# [Work request]
Please give back word for word the lines below, from the first one through the one with "alternatives with the".

══ Provided records ══

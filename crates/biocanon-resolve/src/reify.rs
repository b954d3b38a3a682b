//! Association endpoints and reification.
//!
//! An association with resolved endpoints becomes either
//!
//! - one edge (`represented_as: edge`), or
//! - a node keyed by the association id, plus two role edges pointing from
//!   the endpoints at it (`represented_as: node`).
//!
//! Endpoint types are checked against the declared alternatives with the
//! hierarchy's `is_a`, so a subtype of an allowed type is accepted.

use crate::error::{EndpointRole, RecordError};
use crate::identifier::normalize_endpoint_id;
use crate::model::{CanonicalEdge, CanonicalNode, EndpointRef, PropertyMap};
use crate::registry::{AssociationDef, Registry, TypeDef};

pub const ROLE_SOURCE: &str = "IS_SOURCE_OF";
pub const ROLE_TARGET: &str = "IS_TARGET_OF";

#[derive(Debug, Clone, PartialEq)]
pub enum Reified {
    Edge(CanonicalEdge),
    Node {
        node: CanonicalNode,
        source_edge: CanonicalEdge,
        target_edge: CanonicalEdge,
    },
}

impl Reified {
    pub fn into_parts(self) -> (Vec<CanonicalNode>, Vec<CanonicalEdge>) {
        match self {
            Reified::Edge(edge) => (Vec::new(), vec![edge]),
            Reified::Node {
                node,
                source_edge,
                target_edge,
            } => (vec![node], vec![source_edge, target_edge]),
        }
    }
}

#[derive(Debug, Clone)]
pub struct ResolvedEndpoint<'r> {
    pub id: String,
    pub type_def: &'r TypeDef,
}

/// Determine an endpoint's type and canonical id.
///
/// Type, in order of preference: the explicit `type`, the `label` matched
/// with the record's source tag, or (untyped references) the type whose
/// authorities include the id's CURIE prefix. Direct alternatives are tried
/// first, then their schema subtypes, where the prefix must pick exactly one
/// type. An unprefixed untyped id is accepted only when exactly one
/// alternative is a schema type.
pub fn resolve_endpoint<'r>(
    registry: &'r Registry,
    def: &TypeDef,
    assoc: &AssociationDef,
    role: EndpointRole,
    reference: &EndpointRef,
    source_tag: Option<&str>,
) -> Result<ResolvedEndpoint<'r>, RecordError> {
    let unresolved = |reason: String| RecordError::UnresolvedEndpoint {
        type_name: def.name.clone(),
        role,
        id: reference.id.clone(),
        reason,
    };

    if reference.id.trim().is_empty() {
        return Err(unresolved("empty id".to_string()));
    }

    let type_def = if let Some(name) = &reference.type_name {
        registry
            .get(name)
            .ok_or_else(|| unresolved(format!("unknown type `{name}`")))?
    } else if let Some(label) = &reference.label {
        registry
            .by_label(label, source_tag)
            .ok_or_else(|| unresolved(format!("label `{label}` matches no type")))?
    } else {
        let candidates: Vec<&TypeDef> = assoc
            .allowed(role)
            .iter()
            .filter_map(|&node| registry.type_for_node(node))
            .collect();
        match reference.id.split_once(':') {
            Some((prefix, _)) => {
                let uses_prefix =
                    |t: &&TypeDef| t.authorities.iter().any(|a| a.eq_ignore_ascii_case(prefix));
                match candidates.iter().copied().find(uses_prefix) {
                    Some(direct) => direct,
                    None => {
                        let hierarchy = registry.hierarchy();
                        let allowed = assoc.allowed(role);
                        let mut subtypes = registry
                            .types()
                            .filter(|t| allowed.iter().any(|&a| hierarchy.is_a(t.node, a)))
                            .filter(uses_prefix);
                        match (subtypes.next(), subtypes.next()) {
                            (Some(only), None) => only,
                            (Some(_), Some(_)) => {
                                return Err(unresolved(format!(
                                    "authority `{prefix}` is used by several allowed types"
                                )))
                            }
                            (None, _) => {
                                return Err(unresolved(format!(
                                    "no allowed type uses authority `{prefix}`"
                                )))
                            }
                        }
                    }
                }
            }
            None if candidates.len() == 1 => candidates[0],
            None => return Err(unresolved("untyped id without a prefix".to_string())),
        }
    };

    Ok(ResolvedEndpoint {
        id: normalize_endpoint_id(&reference.id, type_def),
        type_def,
    })
}

pub fn check_endpoint(
    registry: &Registry,
    def: &TypeDef,
    assoc: &AssociationDef,
    role: EndpointRole,
    endpoint: &ResolvedEndpoint<'_>,
) -> Result<(), RecordError> {
    let hierarchy = registry.hierarchy();
    let allowed = assoc.allowed(role);
    if allowed
        .iter()
        .any(|&a| hierarchy.is_a(endpoint.type_def.node, a))
    {
        return Ok(());
    }
    Err(RecordError::EndpointMismatch {
        type_name: def.name.clone(),
        role,
        endpoint_type: endpoint.type_def.name.clone(),
        expected: allowed
            .iter()
            .map(|&a| hierarchy.name(a).to_string())
            .collect(),
    })
}

pub fn reify(
    def: &TypeDef,
    assoc: &AssociationDef,
    id: String,
    source: String,
    target: String,
    properties: PropertyMap,
) -> Reified {
    if def.is_reified() {
        let role_edge = |label: &str, from: String| CanonicalEdge {
            id: None,
            type_name: def.name.clone(),
            label: label.to_string(),
            source: from,
            target: id.clone(),
            properties: PropertyMap::new(),
        };
        let source_edge = role_edge(ROLE_SOURCE, source);
        let target_edge = role_edge(ROLE_TARGET, target);
        Reified::Node {
            node: CanonicalNode {
                id,
                type_name: def.name.clone(),
                properties,
            },
            source_edge,
            target_edge,
        }
    } else {
        Reified::Edge(CanonicalEdge {
            id: Some(id),
            type_name: def.name.clone(),
            label: assoc.edge_label.clone(),
            source,
            target,
            properties,
        })
    }
}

═══

# [Response to the task]
filename crates/biocanon-resolve/src/reify.rs
repository b954d3b38a3a682b
//! Association endpoints and reification.
//!
//! An association with resolved endpoints becomes either
//!
//! - one edge (`represented_as: edge`), or
//! - a node keyed by the association id, plus two role edges pointing from
//!   the endpoints at it (`represented_as: node`).
//!
//! Endpoint types are checked against the declared alternatives with the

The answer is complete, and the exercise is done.